Her glance was contemptuous. “As if I would. At that stage, I still thought you were Sir Galahad and you’d come galloping over the hill to my rescue.”

If only he’d been able to. He’d raged, he’d sworn, he’d even damn well wept, but nothing had persuaded his father to unlock the chains. Chains that as far as he knew had last been used when the English penned a dozen Jacobite rebels in the dungeons after the ’45 Rebellion.

And all the time he’d been aware that despite his good intentions, he was the one at fault. He was responsible for this disaster. Malcolm had been so catastrophically stupid. So trusting. So sure that the whole world would view his love with kindness.

He’d gone straight from learning that Rhona expected his child to telling his parents he intended to marry her. His parents had taken the news that their only son was about to wed a penniless nobody with what he’d soon realized was suspicious composure. Later that night, a gang of servants had rousted him from his bed and shackled him in the dungeons. He guessed they were the same men who had descended on the Macleod croft with his father to bully Rhona.

His parents had always indulged him, so it never occurred to him that they’d resist his will in this, the one thing in his life he really wanted. It should have. Both his mother and father were implacable in insisting that marriage to Rhona would ruin his future.

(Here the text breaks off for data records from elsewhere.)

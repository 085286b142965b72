//! Converts TextMate grammars between their JSON form and typed Rust definitions.
//!
//! Decompiling turns a `*.tmLanguage.json` file into Rust modules building a [`Grammar`],
//! one module per repository entry. Building goes the other way: a [`Grammar`] written in
//! Rust is exported back to a JSON grammar.

mod artifacts;
mod diagnostics;
mod error;
mod format;
pub mod grammar;
mod pipeline;

pub use artifacts::{BatchFailure, Outcome, clean};
pub use diagnostics::{Diagnostic, DiagnosticKind, Diagnostics, Severity};
pub use error::Error;
pub use format::{FormatStyle, Formatter, Rustfmt, Verbatim};
pub use grammar::{
    Captures, ExtraValue, Grammar, Pattern, PatternFlags, PatternValue, RawGrammar, Repository,
    Scope, export_grammar, import_grammar,
};
pub use pipeline::{
    BuildOptions, BuildReport, DecompileOptions, DecompileReport, PRIMARY_UNIT, build, decompile,
    render_units,
};
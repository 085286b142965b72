use std::fs::File;
use std::io::{BufReader, Write};
use std::path::Path;
use std::process::{Command, Stdio};

use serde::Deserialize;

use crate::error::{Error, GrammarResult};

/// Canonicalizes the layout of generated Rust source.
pub trait Formatter: Sync {
    fn format(&self, source: &str) -> GrammarResult<String>;
}

/// Returns the source as rendered.
#[derive(Debug, Copy, Clone, Default)]
pub struct Verbatim;

impl Formatter for Verbatim {
    fn format(&self, source: &str) -> GrammarResult<String> {
        Ok(source.to_string())
    }
}

/// Layout settings passed to `rustfmt`.
#[derive(Debug, Clone, PartialEq, Eq, Deserialize)]
#[serde(default, rename_all = "snake_case")]
pub struct FormatStyle {
    pub edition: String,
    pub tab_spaces: usize,
    pub hard_tabs: bool,
    pub max_width: usize,
}

impl Default for FormatStyle {
    fn default() -> Self {
        Self {
            edition: "2024".to_string(),
            tab_spaces: 4,
            hard_tabs: false,
            max_width: 100,
        }
    }
}

impl FormatStyle {
    /// Reads a JSON style file, eg `{"tab_spaces": 2}`. Missing keys keep their default.
    pub fn load_from_file<P: AsRef<Path>>(path: P) -> GrammarResult<Self> {
        let path = path.as_ref();
        let file = File::open(path).map_err(|e| Error::io(path, e))?;
        Ok(serde_json::from_reader(BufReader::new(file))?)
    }

    fn config_arg(&self) -> String {
        format!(
            "tab_spaces={},hard_tabs={},max_width={}",
            self.tab_spaces, self.hard_tabs, self.max_width
        )
    }
}

/// Formats source by piping it through a `rustfmt` binary.
#[derive(Debug, Clone)]
pub struct Rustfmt {
    program: String,
    style: FormatStyle,
}

impl Default for Rustfmt {
    fn default() -> Self {
        Self {
            program: "rustfmt".to_string(),
            style: FormatStyle::default(),
        }
    }
}

impl Rustfmt {
    pub fn new(style: FormatStyle) -> Self {
        Self {
            style,
            ..Self::default()
        }
    }

    /// Uses another binary than the `rustfmt` found in `PATH`.
    pub fn program(mut self, program: impl Into<String>) -> Self {
        self.program = program.into();
        self
    }
}

impl Formatter for Rustfmt {
    fn format(&self, source: &str) -> GrammarResult<String> {
        let mut child = Command::new(&self.program)
            .args(["--emit", "stdout", "--quiet", "--edition", &self.style.edition])
            .arg("--config")
            .arg(self.style.config_arg())
            .stdin(Stdio::piped())
            .stdout(Stdio::piped())
            .stderr(Stdio::piped())
            .spawn()
            .map_err(|e| Error::Format(format!("cannot run '{}': {}", self.program, e)))?;

        // Dropping stdin closes it so rustfmt sees the end of the input
        if let Some(mut stdin) = child.stdin.take() {
            stdin
                .write_all(source.as_bytes())
                .map_err(|e| Error::Format(format!("cannot write to '{}': {}", self.program, e)))?;
        }

        let output = child
            .wait_with_output()
            .map_err(|e| Error::Format(format!("'{}' did not finish: {}", self.program, e)))?;

        if !output.status.success() {
            let stderr = String::from_utf8_lossy(&output.stderr);
            return Err(Error::Format(format!(
                "'{}' exited with {}: {}",
                self.program,
                output.status,
                stderr.trim()
            )));
        }

        String::from_utf8(output.stdout)
            .map_err(|_| Error::Format(format!("'{}' output was not valid UTF-8", self.program)))
    }
}

#[cfg(test)]
mod tests {
    use super::*;

    #[test]
    fn test_verbatim_is_identity() {
        let source = "pub fn num() -> Scope {\n    Scope::default()\n}\n";
        assert_eq!(Verbatim.format(source).unwrap(), source);
    }

    #[test]
    fn test_style_defaults_and_partial_config() {
        let style: FormatStyle = serde_json::from_str(r#"{"tab_spaces": 2}"#).unwrap();
        assert_eq!(style.tab_spaces, 2);
        assert_eq!(style.edition, "2024");
        assert_eq!(style.config_arg(), "tab_spaces=2,hard_tabs=false,max_width=100");
    }

    #[test]
    fn test_style_loads_from_file() {
        let dir = tempfile::tempdir().unwrap();
        let path = dir.path().join("style.json");
        std::fs::write(&path, r#"{"hard_tabs": true, "max_width": 80}"#).unwrap();

        let style = FormatStyle::load_from_file(&path).unwrap();
        assert_eq!(
            style,
            FormatStyle {
                hard_tabs: true,
                max_width: 80,
                ..FormatStyle::default()
            }
        );

        let err = FormatStyle::load_from_file(dir.path().join("missing.json")).unwrap_err();
        assert!(matches!(err, Error::Io { .. }));
    }

    #[test]
    fn test_missing_binary_is_a_format_error() {
        let rustfmt = Rustfmt::default().program("definitely-not-a-rustfmt-binary");
        let err = rustfmt.format("fn main() {}").unwrap_err();
        assert!(matches!(err, Error::Format(_)));
    }
}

While he was trapped in the depths of Dun Carron Castle, the father he’d always loved was making sure that Malcolm’s unsuitable sweetheart disappeared from the glen forever. Malcolm still hated to think back to those long hours of incarceration, as disbelief and anger gradually turned to soul-devouring despair. He still woke shaking and sweating from nightmares about it. Nightmares where he was back in that dungeon, helpless to stop his life from shriveling into a desolate wilderness.

By the time his father let him go three days later, Malcolm already knew it was too late. Which didn’t stop him from rushing to the Macleod croft to find Rhona. But the tumbledown cottage was empty, with no hint left behind of where its inhabitants had gone.

“I let you down,” he said grimly. “Not on purpose, but we should have run off together before anyone could come between us.”

She observed him with a troubled gaze. At least she didn’t look like she loathed him anymore. Mention of the dungeon seemed to have earned him a scrap of leniency. Was she starting to believe his story? “We were young. I was just seventeen. You were just eighteen. Perhaps your parents were right, and we were too young to think about marriage.”